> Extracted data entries
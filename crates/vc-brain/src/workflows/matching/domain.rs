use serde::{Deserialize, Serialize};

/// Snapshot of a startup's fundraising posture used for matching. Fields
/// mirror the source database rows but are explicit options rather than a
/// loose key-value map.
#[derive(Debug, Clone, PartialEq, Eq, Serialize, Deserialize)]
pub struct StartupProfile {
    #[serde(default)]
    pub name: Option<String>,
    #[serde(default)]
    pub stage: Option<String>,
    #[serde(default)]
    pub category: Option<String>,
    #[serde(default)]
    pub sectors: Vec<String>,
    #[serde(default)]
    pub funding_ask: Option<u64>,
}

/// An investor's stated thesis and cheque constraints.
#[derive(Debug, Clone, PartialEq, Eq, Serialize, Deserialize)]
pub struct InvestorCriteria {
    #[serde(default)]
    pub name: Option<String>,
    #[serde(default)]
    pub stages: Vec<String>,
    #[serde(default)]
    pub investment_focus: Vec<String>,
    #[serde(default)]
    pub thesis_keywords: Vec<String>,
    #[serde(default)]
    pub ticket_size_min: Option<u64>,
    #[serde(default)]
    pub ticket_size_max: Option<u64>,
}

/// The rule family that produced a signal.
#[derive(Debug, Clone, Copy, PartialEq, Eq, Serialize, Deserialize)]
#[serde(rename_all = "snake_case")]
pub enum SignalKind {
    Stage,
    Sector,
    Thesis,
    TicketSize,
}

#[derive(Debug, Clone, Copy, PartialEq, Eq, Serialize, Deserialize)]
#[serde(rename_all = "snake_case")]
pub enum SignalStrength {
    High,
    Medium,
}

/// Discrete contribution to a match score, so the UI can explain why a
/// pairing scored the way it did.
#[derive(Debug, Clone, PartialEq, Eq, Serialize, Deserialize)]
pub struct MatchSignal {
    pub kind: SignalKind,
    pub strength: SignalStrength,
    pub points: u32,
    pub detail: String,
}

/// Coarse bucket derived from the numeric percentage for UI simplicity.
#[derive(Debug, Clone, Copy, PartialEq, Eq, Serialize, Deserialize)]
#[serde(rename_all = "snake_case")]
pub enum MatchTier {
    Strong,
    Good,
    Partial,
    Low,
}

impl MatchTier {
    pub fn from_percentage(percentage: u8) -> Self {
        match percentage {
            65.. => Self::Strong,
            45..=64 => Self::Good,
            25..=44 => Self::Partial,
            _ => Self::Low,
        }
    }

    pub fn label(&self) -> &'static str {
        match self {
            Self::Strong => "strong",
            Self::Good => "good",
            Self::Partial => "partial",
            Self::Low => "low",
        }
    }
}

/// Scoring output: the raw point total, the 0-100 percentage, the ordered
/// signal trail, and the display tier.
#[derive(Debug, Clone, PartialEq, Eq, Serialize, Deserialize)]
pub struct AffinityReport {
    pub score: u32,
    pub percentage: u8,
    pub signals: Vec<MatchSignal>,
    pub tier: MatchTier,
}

> Assigned task
Each line of the records above, from the first through the one containing "loose key-value map.", is to be retyped exactly; no other line belongs.

> Task result
filename crates/vc-brain/src/workflows/matching/domain.rs
use serde::{Deserialize, Serialize};

/// Snapshot of a startup's fundraising posture used for matching. Fields
/// mirror the source database rows but are explicit options rather than a
/// loose key-value map.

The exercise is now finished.